Growing queasy from the lack of sleep, I was miserably uncomfortable as well. I crawled over to start a fire, immediately cheered by the flickering flames and gentle warmth. I arranged spare pillows for my legs and deemed the pallet suitable for sleeping. I crawled back, stopping to pat the dog reassuringly and tucking her under a soft blanket. I continued my journey across the floor until I could settle my head on a pillow and flipped through channels since I was awake and uncomfortable.
I wrinkled my nose over juicers, frowned darkly at cooking devices that worked from the top and bottom and paused with some interest for the airbrush make-up device. I'm content with Bare Minerals though so I continued to move through channels. One of the home shopping channels had some ridiculous dessert - chocolate-chip-cheesecake-bread-pudding concoction that I would have totally eaten had I had one.
I don't remember falling asleep, but Chienne was gone when I woke. I made the loop around the first floor, unable to find the hound. I called and called, hearing her yip repeatedly as she made her way up the stairs from the basement. I moved to help her, but my attempts to lift her sturdy body made her yelp. So I winced and coaxed her up the last two steps and closed the door to prevent future errors in judgement.
We slept for a few more hours before Mom called, inquiring over our arrival time. I told her of her granddog's ouchie and decided she'd be more comfortable in my parents' single level home.

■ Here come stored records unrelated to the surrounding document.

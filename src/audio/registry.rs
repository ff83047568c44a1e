use dashmap::{mapref::entry::Entry, DashMap};
use futures::future::join_all;
use serenity::model::id::GuildId;
use std::sync::{
    atomic::{AtomicU64, Ordering},
    Arc,
};
use tracing::info;

use super::{
    session::{spawn_session, DestroyReason, SessionHandle, SessionSettings, SettingsProvider},
    stream::StreamFactory,
    transport::Transport,
};

/// Registro de sesiones activas, una por guild
pub struct SessionRegistry {
    sessions: Arc<DashMap<GuildId, SessionHandle>>,
    factory: Arc<dyn StreamFactory>,
    settings: Arc<dyn SettingsProvider>,
    defaults: SessionSettings,
    next_instance: AtomicU64,
}

impl SessionRegistry {
    pub fn new(
        factory: Arc<dyn StreamFactory>,
        settings: Arc<dyn SettingsProvider>,
        defaults: SessionSettings,
    ) -> Self {
        Self {
            sessions: Arc::new(DashMap::new()),
            factory,
            settings,
            defaults,
            next_instance: AtomicU64::new(1),
        }
    }

    /// Sesión viva de la guild, si existe
    pub fn get(&self, guild_id: GuildId) -> Option<SessionHandle> {
        self.sessions
            .get(&guild_id)
            .map(|entry| entry.value().clone())
            .filter(|handle| !handle.is_closed())
    }

    /// Devuelve la sesión existente o crea una con el transporte dado.
    ///
    /// `transport` is only called when a new session is actually created.
    pub fn get_or_create(
        &self,
        guild_id: GuildId,
        transport: impl FnOnce() -> Arc<dyn Transport>,
    ) -> SessionHandle {
        match self.sessions.entry(guild_id) {
            // Una sesión que terminó pero aún no se quitó del mapa se reemplaza
            Entry::Occupied(mut entry) if entry.get().is_closed() => {
                let handle = self.spawn(guild_id, transport);
                entry.insert(handle.clone());
                handle
            }
            Entry::Occupied(entry) => entry.get().clone(),
            Entry::Vacant(entry) => {
                let handle = self.spawn(guild_id, transport);
                entry.insert(handle.clone());
                handle
            }
        }
    }

    fn spawn(&self, guild_id: GuildId, transport: impl FnOnce() -> Arc<dyn Transport>) -> SessionHandle {
        let instance_id = self.next_instance.fetch_add(1, Ordering::Relaxed);
        let settings = self.defaults.for_guild(guild_id, self.settings.as_ref());

        spawn_session(
            guild_id,
            instance_id,
            settings,
            transport(),
            self.factory.clone(),
            self.sessions.clone(),
        )
    }

    /// El transporte de la guild se perdió (desconexión del canal de voz)
    pub fn transport_lost(&self, guild_id: GuildId) {
        if let Some(handle) = self.get(guild_id) {
            info!("🔌 Transporte perdido en guild {}", guild_id);
            handle.destroy_detached(DestroyReason::TransportLost);
        }
    }

    /// Destruye todas las sesiones y espera a que terminen
    pub async fn shutdown(&self) {
        let handles: Vec<_> = self.sessions.iter().map(|entry| entry.value().clone()).collect();
        info!("🛑 Cerrando {} sesiones", handles.len());

        join_all(handles.iter().map(|handle| handle.destroy(DestroyReason::Shutdown))).await;
        self.sessions.clear();
    }

    pub fn len(&self) -> usize {
        self.sessions.len()
    }

    pub fn is_empty(&self) -> bool {
        self.sessions.is_empty()
    }
}
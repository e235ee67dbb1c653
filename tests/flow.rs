//! Stage wiring checked against a runner that records invocations and fakes
//! the files each tool would leave behind.
use std::fs;
use std::path::{Path, PathBuf};

use silkflow::{
    Architecture, BitstreamOptions, Capture, DesignOptions, Error, FileManager, Flow, FlowConfig,
    FullFlowParams, Invocation, Result, ToolOutput, ToolRunner, run_full_flow,
};
use tempfile::TempDir;

#[derive(Default)]
struct RecordingRunner {
    calls: Vec<(Invocation, Capture)>,
    synth_stderr: String,
    fail: Option<&'static str>,
}

impl RecordingRunner {
    fn programs(&self) -> Vec<String> {
        self.calls.iter().map(|(inv, _)| inv.program_name()).collect()
    }

    /// Calls whose first argument ends with `script`.
    fn script_calls(&self, script: &str) -> Vec<&Invocation> {
        self.calls
            .iter()
            .map(|(inv, _)| inv)
            .filter(|inv| {
                inv.arg_strings()
                    .first()
                    .is_some_and(|a| a.ends_with(script))
            })
            .collect()
    }
}

impl ToolRunner for RecordingRunner {
    fn execute(&mut self, invocation: &Invocation, capture: Capture) -> Result<ToolOutput> {
        self.calls.push((invocation.clone(), capture));
        let program = invocation.program_name();
        let cwd = invocation.current_dir.clone().unwrap_or_default();

        if self.fail == Some(program.as_str()) {
            return Ok(ToolOutput::failed(1).with_stderr(self.synth_stderr.clone()));
        }

        let output = match program.as_str() {
            "vpr" | "genfasm" => {
                fs::write(cwd.join("vpr_stdout.log"), "vpr log")?;
                if program == "genfasm" {
                    let top = invocation.env["TOP"].to_string_lossy().into_owned();
                    fs::write(cwd.join(format!("{}.fasm", top)), "routed\n")?;
                }
                ToolOutput::ok()
            }
            "yosys" => ToolOutput::ok().with_stderr(self.synth_stderr.clone()),
            "icepack" => ToolOutput::ok().with_stdout(&b"\xff\x00bitstream"[..]),
            "python3" if capture == Capture::Stdout => {
                let script = invocation.arg_strings()[0].clone();
                ToolOutput::ok().with_stdout(format!("from {}\n", script))
            }
            _ => ToolOutput::ok(),
        };
        Ok(output)
    }
}

struct Fixture {
    _root: TempDir,
    work: PathBuf,
    base: PathBuf,
    bin: PathBuf,
}

impl Fixture {
    fn new() -> Self {
        let root = tempfile::tempdir().unwrap();
        let work = root.path().join("blinky");
        let base = root.path().join("install");
        let bin = root.path().join("bin");
        fs::create_dir_all(&work).unwrap();
        fs::create_dir_all(&base).unwrap();
        fs::create_dir_all(&bin).unwrap();
        Self {
            _root: root,
            work,
            base,
            bin,
        }
    }

    fn flow(&self, arch: Architecture, runner: RecordingRunner) -> Flow<RecordingRunner> {
        let config = FlowConfig::new(arch, self.base.clone(), None)
            .unwrap()
            .with_work_dir(&self.work)
            .with_print_json_errors(false);
        let files = FileManager::new(&self.base, None).with_search_path(&self.bin);
        Flow::new(config, runner).with_file_manager(files)
    }

    #[cfg(unix)]
    fn install_icebox(&self) {
        use std::os::unix::fs::PermissionsExt;

        let icebox = self.bin.join("icebox.py");
        fs::write(&icebox, "#!/usr/bin/env python3\n").unwrap();
        fs::set_permissions(&icebox, fs::Permissions::from_mode(0o755)).unwrap();
    }
}

fn design(top: &str, device: &str) -> DesignOptions {
    DesignOptions::new(top, device, format!("{}.eblif", top))
}

#[cfg(unix)]
#[test]
fn full_ice40_flow_runs_every_stage_in_order() {
    let fx = Fixture::new();
    fx.install_icebox();
    let mut flow = fx.flow(Architecture::Ice40, RecordingRunner::default());

    let params = FullFlowParams {
        top_module: "top".into(),
        device: "hx1k-tq144".into(),
        part: "hx1k".into(),
        pcf: Some(PathBuf::from("top.pcf")),
        bit: None,
        verilog_files: vec!["top.v".into()],
    };
    let report = run_full_flow(&mut flow, &params).unwrap();

    assert_eq!(report.arch, Architecture::Ice40);
    assert_eq!(report.json, PathBuf::from("top.json"));
    assert_eq!(report.eblif, PathBuf::from("top.eblif"));
    assert_eq!(report.net, PathBuf::from("top.net"));
    assert_eq!(report.fasm, PathBuf::from("top.fasm"));
    assert_eq!(report.bitstream, PathBuf::from("top.bin"));

    let runner = flow.runner();
    assert_eq!(
        runner.programs(),
        [
            "yosys", "yosys", "python3", // synth
            "vpr",     // pack
            "python3", "vpr", // constraints + place
            "vpr",     // route
            "genfasm", // fasm
            "python3", "icepack", // bitstream
        ]
    );
    for (inv, _) in &runner.calls {
        assert_eq!(inv.current_dir.as_deref(), Some(fx.work.as_path()));
    }

    assert_eq!(
        fs::read(fx.work.join("top.bin")).unwrap(),
        b"\xff\x00bitstream"
    );
    for stage in ["pack", "place", "route", "write_fasm"] {
        let log = fx.work.join(format!("blinky_{}.log", stage));
        assert!(log.exists(), "missing {}", log.display());
    }
    assert!(!fx.work.join("vpr_stdout.log").exists());
}

#[cfg(unix)]
#[test]
fn ice40_placement_uses_generated_io_place() {
    let fx = Fixture::new();
    fx.install_icebox();
    let mut flow = fx.flow(Architecture::Ice40, RecordingRunner::default());

    let mut opts = design("top", "hx8k-ct256");
    opts.pcf = Some(PathBuf::from("top.pcf"));
    flow.place(&opts).unwrap();

    let pinmap = fx
        .base
        .join("share/symbiflow/devices/ice40/layouts/icebox/hx8k.ct256.pinmap.csv")
        .to_string_lossy()
        .into_owned();
    let runner = flow.runner();
    let ioplace = runner.script_calls("ice40_create_ioplace.py");
    assert_eq!(ioplace.len(), 1);
    let args = ioplace[0].arg_strings();
    assert_eq!(
        args[1..],
        [
            "--blif",
            "top.eblif",
            "--net",
            "top.net",
            "--map",
            pinmap.as_str(),
            "--pcf",
            "top.pcf",
            "--out",
            "blinky.io.place",
        ]
    );
    let pythonpath = ioplace[0].env["PYTHONPATH"].clone();
    assert!(std::env::split_paths(&pythonpath).any(|p| p == fx.bin));

    let (vpr, _) = runner.calls.last().unwrap();
    let vpr_args = vpr.arg_strings();
    assert_eq!(
        vpr_args[vpr_args.len() - 3..],
        ["--fix_clusters", "blinky.io.place", "--place"]
    );
}

#[test]
fn synth_reports_diagnostics_and_propagates_failure() {
    let fx = Fixture::new();
    let runner = RecordingRunner {
        synth_stderr: "top.v:12: ERROR: syntax error\nWarning: unused wire\n".into(),
        fail: Some("yosys"),
        ..Default::default()
    };
    let mut flow = fx.flow(Architecture::Ice40, runner);

    let err = flow.synth("top", &["top.v".to_string()]).unwrap_err();
    match err {
        Error::CommandFailed { command, code } => {
            assert!(command.starts_with("yosys -p tcl "));
            assert!(command.ends_with("-l blinky_synth.log top.v"));
            assert_eq!(code, Some(1));
        }
        other => panic!("unexpected error: {other}"),
    }
    // Nothing runs after the failing pass
    assert_eq!(flow.runner().calls.len(), 1);

    let diagnostics = flow.diagnostics();
    let messages: Vec<&str> = diagnostics.all().map(|d| d.message.as_str()).collect();
    assert_eq!(
        messages,
        ["top.v:12: ERROR: syntax error", "Warning: unused wire"]
    );

    let mut listing = Vec::new();
    let mut json = Vec::new();
    diagnostics.write_report(&mut listing, &mut json, true).unwrap();
    assert_eq!(
        String::from_utf8(listing).unwrap(),
        "top.v:12: ERROR: syntax error\nWarning: unused wire\n"
    );
    let value: serde_json::Value = serde_json::from_slice(&json).unwrap();
    assert_eq!(value["errors"].as_array().unwrap().len(), 1);
    assert_eq!(value["errors"][0]["file"], "top.v");
    assert_eq!(value["errors"][0]["line"], 12);
    assert_eq!(value["warnings"].as_array().unwrap().len(), 1);
    assert_eq!(value["warnings"][0]["file"], serde_json::Value::Null);
    assert_eq!(value["warnings"][0]["message"], "Warning: unused wire");
}

#[test]
fn synth_keeps_warnings_of_a_successful_run() {
    let fx = Fixture::new();
    let mut flow = fx.flow(Architecture::Ice40, RecordingRunner::default());
    flow.synth("top", &["top.v".to_string()]).unwrap();
    assert!(flow.diagnostics().is_empty());

    let runner = RecordingRunner {
        synth_stderr: "top.v:4: Warning: wire `w' is never used\n".into(),
        ..Default::default()
    };
    let mut flow = fx.flow(Architecture::Ice40, runner);
    flow.synth("top", &["top.v".to_string()]).unwrap();
    let warnings: Vec<_> = flow.diagnostics().warnings().collect();
    assert_eq!(warnings.len(), 1);
    assert_eq!(warnings[0].line, Some(4));
    assert_eq!(flow.diagnostics().errors().count(), 0);
}

#[test]
fn synth_passes_outputs_through_the_environment() {
    let fx = Fixture::new();
    let mut flow = fx.flow(Architecture::Ice40, RecordingRunner::default());

    let out = flow
        .synth("top", &["top.v".to_string(), "uart.v".to_string()])
        .unwrap();
    assert_eq!(out.eblif, PathBuf::from("top.eblif"));

    let runner = flow.runner();
    let (first, capture) = &runner.calls[0];
    assert_eq!(*capture, Capture::Stderr);
    assert_eq!(first.env["OUT_JSON"], "blinky_synth.json");
    assert_eq!(first.env["OUT_SYNTH_V"], "blinky_synth.v");
    assert_eq!(first.env["OUT_EBLIF"], "top.eblif");
    assert_eq!(first.env["TOP"], "top");

    let conv = runner.calls[1].0.arg_strings();
    assert!(conv[1].starts_with("read_json blinky_synth.json; tcl "));
    assert!(conv[1].ends_with("ice40/yosys/conv.tcl"));

    let split = runner.script_calls("split_inouts.py");
    assert_eq!(
        split[0].arg_strings()[1..],
        ["-i", "blinky_synth.json", "-o", "top.json"]
    );
}

#[test]
fn synth_requires_sources() {
    let fx = Fixture::new();
    let mut flow = fx.flow(Architecture::Ice40, RecordingRunner::default());
    assert!(matches!(
        flow.synth("top", &[]),
        Err(Error::MissingArgument(_))
    ));
    assert!(flow.runner().calls.is_empty());
}

#[test]
fn pack_keeps_the_vpr_log_per_stage() {
    let fx = Fixture::new();
    let mut flow = fx.flow(Architecture::Ice40, RecordingRunner::default());

    let net = flow.pack(&design("top", "hx1k-tq144")).unwrap();
    assert_eq!(net, PathBuf::from("top.net"));
    assert_eq!(
        fs::read_to_string(fx.work.join("blinky_pack.log")).unwrap(),
        "vpr log"
    );

    let (vpr, _) = &flow.runner().calls[0];
    let args = vpr.arg_strings();
    assert_eq!(args.last().map(String::as_str), Some("--pack"));
    let noisy = args.iter().position(|a| a == "--suppress_warnings").unwrap();
    assert_eq!(args[noisy + 1], "blinky_noisy_warnings_pack.log");
}

#[test]
fn fasm_extra_is_appended() {
    let fx = Fixture::new();
    fs::write(fx.work.join("top_fasm_extra.fasm"), "extra\n").unwrap();
    let mut flow = fx.flow(Architecture::Ice40, RecordingRunner::default());

    let fasm = flow.write_fasm(&design("top", "hx1k-tq144")).unwrap();
    assert_eq!(fasm, PathBuf::from("top.fasm"));
    assert_eq!(
        fs::read_to_string(fx.work.join("top.fasm")).unwrap(),
        "routed\nextra\n"
    );
    assert!(fx.work.join("blinky_write_fasm.log").exists());
}

#[test]
fn xc7_constraints_are_written_from_script_output() {
    let fx = Fixture::new();
    let mut flow = fx.flow(Architecture::Xc7, RecordingRunner::default());

    let mut opts = design("top", "xc7a50t_test");
    opts.part = Some("xc7a35tcpg236-1".into());
    let constraints = flow.generate_constraints(&opts).unwrap();
    assert_eq!(constraints, PathBuf::from("blinky_constraints.place"));

    let read = |name: &str| fs::read_to_string(fx.work.join(name)).unwrap();
    assert!(read("blinky.ioplace").ends_with("create_ioplace.py\n"));
    assert!(read("blinky_constraints.place").ends_with("create_place_constraints.py\n"));

    let runner = flow.runner();
    let place = runner.script_calls("create_place_constraints.py");
    let args = place[0].arg_strings();
    let grid = args.iter().position(|a| a == "--vpr_grid_map").unwrap();
    assert!(args[grid + 1].ends_with("devices/xc7/xc7a50t_test/vpr_grid_map.csv"));
    assert_eq!(args.last().map(String::as_str), Some("blinky.ioplace"));
}

#[test]
fn xc7_constraints_need_a_part() {
    let fx = Fixture::new();
    let mut flow = fx.flow(Architecture::Xc7, RecordingRunner::default());
    assert!(matches!(
        flow.generate_constraints(&design("top", "xc7a50t_test")),
        Err(Error::MissingArgument(arg)) if arg == "part"
    ));
}

#[test]
fn xc7_bitstream_is_not_available() {
    let fx = Fixture::new();
    let mut flow = fx.flow(Architecture::Xc7, RecordingRunner::default());
    let opts = BitstreamOptions {
        top_module: "top".into(),
        device: "xc7a50t_test".into(),
        fasm: PathBuf::from("top.fasm"),
        bit: None,
        part: None,
    };
    assert!(matches!(
        flow.write_bitstream(&opts),
        Err(Error::NotImplemented(_))
    ));
    assert!(flow.runner().calls.is_empty());
}

#[cfg(unix)]
#[test]
fn ice40_bitstream_honours_output_path() {
    let fx = Fixture::new();
    fx.install_icebox();
    let mut flow = fx.flow(Architecture::Ice40, RecordingRunner::default());
    let opts = BitstreamOptions {
        top_module: "top".into(),
        device: "up5k-sg48".into(),
        fasm: PathBuf::from("top.fasm"),
        bit: Some(PathBuf::from("out.bin")),
        part: None,
    };

    let bit = flow.write_bitstream(&opts).unwrap();
    assert_eq!(bit, Path::new("out.bin"));
    assert!(fx.work.join("out.bin").exists());

    let runner = flow.runner();
    let fasm2asc = runner.script_calls("fasm2asc.py");
    assert_eq!(
        fasm2asc[0].arg_strings()[1..],
        ["--device", "up5k", "top.fasm", "top.asc"]
    );
    let (icepack, capture) = runner.calls.last().unwrap();
    assert_eq!(icepack.program_name(), "icepack");
    assert_eq!(icepack.arg_strings(), ["top.asc"]);
    assert_eq!(*capture, Capture::Stdout);
}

I promised we'd make the trip today - I just have clean clothes to place in my suitcase - and patted the floor for my glasses.
"No good deed," I began and sighed when I picked up exactly half of the glasses - I had an earpiece and single lens, cracked cleanly where it should have connected to its partner in vision assistance. I walked up to put in contacts, Chienne crying pitifully all the while, and came back down to pet her until she relaxed into sleep again.
I've finished my coffee. I'm moderately awake. So it's time to pack up and head south - injuries in one animal, what is certain to be a foul disposition in the other (Mr. Sprout Does Not Like the car.) and a bit of Christmas spirit in tow.
(Post 1,000 comes tomorrow! Is there anything you want to know but don't? I'm thinking of doing a brief history of Katie, perhaps with photos, but remain undecided.)